[[ AVAILABLE DATA, beginning ]]
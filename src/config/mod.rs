//! Configuration management for Noodle
//!
//! Noodle reads a single optional user configuration file holding walk
//! defaults. Command line flags always override it.
//!
//! # Precedence
//!
//! 1. Command line flags (`--textures`, `--max-depth`, `--search-path`)
//! 2. `--config <FILE>` or the `NOODLE_CONFIG` environment variable
//! 3. `~/.noodle/config.toml`
//! 4. Built-in defaults
//!
//! Search directories from `NOODLE_SEARCH_PATH` (platform path-list syntax)
//! are appended after the configured ones.
//!
//! See [`GlobalConfig`] for the file format.

mod global;

pub use global::GlobalConfig;
//! Integration test suite for Noodle
//!
//! End-to-end tests that run the `noodle` binary against scenes written to
//! temporary directories.
//!
//! ```bash
//! cargo test --test integration
//! ```
//!
//! # Test Organization
//!
//! - **graph**: `noodle graph` output formats and walk flags
//! - **check**: `noodle check` reporting and exit codes
//! - **config**: config file and environment handling

// Shared test utilities (from parent tests/ directory)
#[path = "../common/mod.rs"]
mod common;

mod check;
mod config;
mod graph;
//! Noodle command-line entry point.

use anyhow::Result;
use clap::Parser;
use noodle::cli;
use noodle::core::user_friendly_error;

fn main() -> Result<()> {
    let cli = cli::Cli::parse();

    #[cfg(windows)]
    colored::control::set_virtual_terminal(true).ok();

    match cli.execute() {
        Ok(()) => Ok(()),
        Err(e) => {
            let error_ctx = user_friendly_error(e);
            error_ctx.display();
            std::process::exit(1);
        }
    }
}
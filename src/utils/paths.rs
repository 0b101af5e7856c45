//! Path utilities for canonical node keys and anchored resolution.
//!
//! Node keys are strings, not `PathBuf`s: layers authored on Windows and
//! opened on Linux (and vice versa) must still collapse to one key per file, so
//! normalization is done on the textual form with forward slashes regardless of
//! the host platform.

/// Produces the canonical key for a path string.
///
/// - Backslashes become forward slashes
/// - `.` segments and duplicate separators are dropped, `..` is folded
/// - A Windows drive letter is upper-cased (`c:/x` and `C:\x` share a key)
///
/// # Examples
///
/// ```rust
/// use noodle::utils::paths::canonical_key;
///
/// assert_eq!(canonical_key(r"c:\proj\shots\..\assets\tree.usd"), "C:/proj/assets/tree.usd");
/// assert_eq!(canonical_key("/proj//shots/./s01.usda"), "/proj/shots/s01.usda");
/// ```
#[must_use]
pub fn canonical_key(path: &str) -> String {
    let slashed = path.trim().replace('\\', "/");

    let (prefix, rest) = split_prefix(&slashed);
    let absolute = !prefix.is_empty() || rest.starts_with('/');

    let mut segments: Vec<&str> = Vec::new();
    for segment in rest.split('/') {
        match segment {
            "" | "." => {}
            ".." => match segments.last() {
                Some(&last) if last != ".." => {
                    segments.pop();
                }
                _ if absolute => {}
                _ => segments.push(".."),
            },
            s => segments.push(s),
        }
    }

    let mut key = prefix;
    if rest.starts_with("//") && key.is_empty() {
        // UNC share
        key.push_str("//");
    } else if absolute {
        key.push('/');
    }
    key.push_str(&segments.join("/"));
    key
}

/// Splits an upper-cased drive prefix (`C:`) from the rest of a slashed path.
fn split_prefix(path: &str) -> (String, &str) {
    let bytes = path.as_bytes();
    if bytes.len() >= 2 && bytes[0].is_ascii_alphabetic() && bytes[1] == b':' {
        let drive = (bytes[0] as char).to_ascii_uppercase();
        (format!("{drive}:"), &path[2..])
    } else {
        (String::new(), path)
    }
}

/// Returns true when the path is absolute on any platform we read layers from.
#[must_use]
pub fn is_absolute_key(path: &str) -> bool {
    let slashed = path.replace('\\', "/");
    let (prefix, rest) = split_prefix(&slashed);
    !prefix.is_empty() || rest.starts_with('/')
}

/// Returns true for explicitly anchored relative paths (`./x`, `../x`).
#[must_use]
pub fn is_anchored_relative(path: &str) -> bool {
    let slashed = path.replace('\\', "/");
    slashed.starts_with("./") || slashed.starts_with("../")
}

/// Resolves `path` against the directory containing `anchor`.
///
/// Absolute paths are only canonicalized. The anchor is the key of the layer
/// that *authored* the path, never the root of the walk.
///
/// # Examples
///
/// ```rust
/// use noodle::utils::paths::anchor_relative;
///
/// assert_eq!(
///     anchor_relative("/project/shots/s01/layer.usd", "../textures/a.png"),
///     "/project/shots/textures/a.png"
/// );
/// ```
#[must_use]
pub fn anchor_relative(anchor: &str, path: &str) -> String {
    if is_absolute_key(path) {
        return canonical_key(path);
    }

    let anchor = canonical_key(anchor);
    match anchor.rfind('/') {
        Some(idx) => canonical_key(&format!("{}/{}", &anchor[..idx], path)),
        None => canonical_key(path),
    }
}

/// Returns the parent directory portion of a key, or the empty string.
#[must_use]
pub fn parent_dir(key: &str) -> &str {
    match key.rfind('/') {
        Some(0) => "/",
        Some(idx) => &key[..idx],
        None => "",
    }
}

/// Returns the final path segment of a key.
#[must_use]
pub fn file_name(key: &str) -> &str {
    key.rsplit(['/', '\\']).next().unwrap_or(key)
}

/// Returns the lower-cased extension of a key including the dot, if any.
#[must_use]
pub fn extension(key: &str) -> Option<String> {
    let name = file_name(key);
    match name.rfind('.') {
        Some(0) | None => None,
        Some(idx) => Some(name[idx..].to_ascii_lowercase()),
    }
}
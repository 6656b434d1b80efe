//! Glyph outlines from a TrueType/OpenType face.
//!
//! Outlines stay in font units; [`PlacedGlyph::transform`] maps them onto the
//! canvas (scale, flip y, tilt, move to the pen position).

use tiny_skia::{Path, PathBuilder, Transform};

use super::CaptchaError;

/// Where and how a glyph lands on the canvas.
#[derive(Debug, Clone, Copy)]
pub struct Placement {
    /// Pen position on the baseline, in canvas pixels.
    pub origin_x: f32,
    pub baseline_y: f32,
    /// Counter-clockwise tilt in degrees, around the pen position.
    pub angle_deg: f32,
    /// Em size in pixels.
    pub px_size: f32,
}

impl Placement {
    fn transform(&self, units_per_em: f32) -> Transform {
        let scale = self.px_size / units_per_em;
        // Canvas y grows downwards, so a counter-clockwise tilt is a negative angle.
        Transform::from_rotate_at(-self.angle_deg, self.origin_x, self.baseline_y)
            .pre_translate(self.origin_x, self.baseline_y)
            .pre_scale(scale, -scale)
    }
}

/// Outline of one letter plus where it goes.
#[derive(Debug, Clone)]
pub struct PlacedGlyph {
    /// Outline in font units
    pub path: Path,
    pub transform: Transform,
}

/// A parsed font face that can draw every letter a challenge may contain.
pub struct GlyphFont {
    data: Vec<u8>,
    source: String,
}

impl GlyphFont {
    /// Validate and keep raw font bytes.
    ///
    /// `source` names where the bytes came from and is only used in errors.
    pub fn from_bytes(data: Vec<u8>, source: impl Into<String>) -> Result<Self, CaptchaError> {
        let source = source.into();
        {
            let face = ttf_parser::Face::parse(&data, 0).map_err(|e| {
                CaptchaError::FontUnavailable {
                    path: source.clone(),
                    reason: format!("failed to parse font: {:?}", e),
                }
            })?;

            if let Some(missing) = ('A'..='Z').find(|c| face.glyph_index(*c).is_none()) {
                return Err(CaptchaError::FontUnavailable {
                    path: source,
                    reason: format!("font has no glyph for {:?}", missing),
                });
            }
        }

        Ok(Self { data, source })
    }

    pub fn source(&self) -> &str {
        &self.source
    }

    fn face(&self) -> Result<ttf_parser::Face<'_>, CaptchaError> {
        ttf_parser::Face::parse(&self.data, 0).map_err(|e| CaptchaError::FontUnavailable {
            path: self.source.clone(),
            reason: format!("failed to parse font: {:?}", e),
        })
    }

    /// Outline of `ch` placed on the canvas.
    ///
    /// Glyphs without contours (e.g. a space) yield `None`.
    pub fn glyph(&self, ch: char, placement: Placement) -> Result<Option<PlacedGlyph>, CaptchaError> {
        let face = self.face()?;
        let glyph_id = face
            .glyph_index(ch)
            .ok_or_else(|| CaptchaError::FontUnavailable {
                path: self.source.clone(),
                reason: format!("font has no glyph for {:?}", ch),
            })?;

        let mut converter = PathConverter(PathBuilder::new());
        if face.outline_glyph(glyph_id, &mut converter).is_none() {
            return Ok(None);
        }

        Ok(converter.0.finish().map(|path| PlacedGlyph {
            path,
            transform: placement.transform(face.units_per_em() as f32),
        }))
    }
}

/// Forwards outline commands into a path, unchanged.
struct PathConverter(PathBuilder);

impl ttf_parser::OutlineBuilder for PathConverter {
    fn move_to(&mut self, x: f32, y: f32) {
        self.0.move_to(x, y);
    }

    fn line_to(&mut self, x: f32, y: f32) {
        self.0.line_to(x, y);
    }

    fn quad_to(&mut self, x1: f32, y1: f32, x: f32, y: f32) {
        self.0.quad_to(x1, y1, x, y);
    }

    fn curve_to(&mut self, x1: f32, y1: f32, x2: f32, y2: f32, x: f32, y: f32) {
        self.0.cubic_to(x1, y1, x2, y2, x, y);
    }

    fn close(&mut self) {
        self.0.close();
    }
}

#[cfg(test)]
mod tests {
    use super::*;
    use tiny_skia::Rect;

    const FONT_PATH: &str = concat!(env!("CARGO_MANIFEST_DIR"), "/assets/fonts/captcha.ttf");
    const DIGITS_ONLY_FONT: &str =
        concat!(env!("CARGO_MANIFEST_DIR"), "/tests/fixtures/digits-only.ttf");

    fn font() -> GlyphFont {
        let data = std::fs::read(FONT_PATH).unwrap();
        GlyphFont::from_bytes(data, FONT_PATH).unwrap()
    }

    fn upright(px_size: f32) -> Placement {
        Placement {
            origin_x: 10.0,
            baseline_y: 40.0,
            angle_deg: 0.0,
            px_size,
        }
    }

    /// Bounding box of a placed letter on the canvas
    fn bounds(ch: char, placement: Placement) -> Rect {
        let glyph = font().glyph(ch, placement).unwrap().unwrap();
        glyph.path.transform(glyph.transform).unwrap().bounds()
    }

    #[test]
    fn test_letter_sits_on_baseline() {
        let b = bounds('H', upright(32.0));

        // Capitals sit on the baseline and rise up towards the top of the canvas.
        assert!((b.bottom() - 40.0).abs() < 1.0, "bottom at {}", b.bottom());
        assert!(b.top() < 25.0 && b.top() > 5.0, "top at {}", b.top());
        assert!(b.left() >= 10.0 && b.right() < 40.0);
    }

    #[test]
    fn test_rotation_tilts_the_glyph() {
        let upright_bounds = bounds('I', upright(32.0));
        let tilted_bounds = bounds(
            'I',
            Placement {
                angle_deg: 15.0,
                ..upright(32.0)
            },
        );

        // A counter-clockwise tilt leans the top of a vertical stroke to the left.
        assert!(tilted_bounds.left() < upright_bounds.left() - 2.0);
        // ...and makes it a little wider than the upright stroke.
        assert!(tilted_bounds.width() > upright_bounds.width());
    }

    #[test]
    fn test_space_has_no_outline() {
        assert!(font().glyph(' ', upright(32.0)).unwrap().is_none());
    }

    #[test]
    fn test_garbage_bytes_are_rejected() {
        let result = GlyphFont::from_bytes(b"definitely not a font".to_vec(), "junk.ttf");
        match result {
            Err(CaptchaError::FontUnavailable { path, .. }) => assert_eq!(path, "junk.ttf"),
            other => panic!("expected FontUnavailable, got {:?}", other.err()),
        }
    }

    #[test]
    fn test_font_without_capitals_is_rejected() {
        let data = std::fs::read(DIGITS_ONLY_FONT).unwrap();
        // Parses fine, but cannot draw an answer.
        assert!(ttf_parser::Face::parse(&data, 0).is_ok());

        match GlyphFont::from_bytes(data, DIGITS_ONLY_FONT) {
            Err(CaptchaError::FontUnavailable { path, reason }) => {
                assert_eq!(path, DIGITS_ONLY_FONT);
                assert_eq!(reason, "font has no glyph for 'A'");
            }
            other => panic!("expected FontUnavailable, got {:?}", other.err()),
        }
    }

    #[test]
    fn test_source_is_kept() {
        assert_eq!(font().source(), FONT_PATH);
    }
}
[[ AVAILABLE DATA, end ]]
Using the entries above, return exactly the lines from the line with "transform: placement.transform(face.units_per_em() as" to the line with "self.0.quad_to(x1, y1, x, y);", counting both of those lines.

▶ OUTPUT FOR THIS TASK:
            transform: placement.transform(face.units_per_em() as f32),
        }))
    }
}

/// Forwards outline commands into a path, unchanged.
struct PathConverter(PathBuilder);

impl ttf_parser::OutlineBuilder for PathConverter {
    fn move_to(&mut self, x: f32, y: f32) {
        self.0.move_to(x, y);
    }

    fn line_to(&mut self, x: f32, y: f32) {
        self.0.line_to(x, y);
    }

    fn quad_to(&mut self, x1: f32, y1: f32, x: f32, y: f32) {
        self.0.quad_to(x1, y1, x, y);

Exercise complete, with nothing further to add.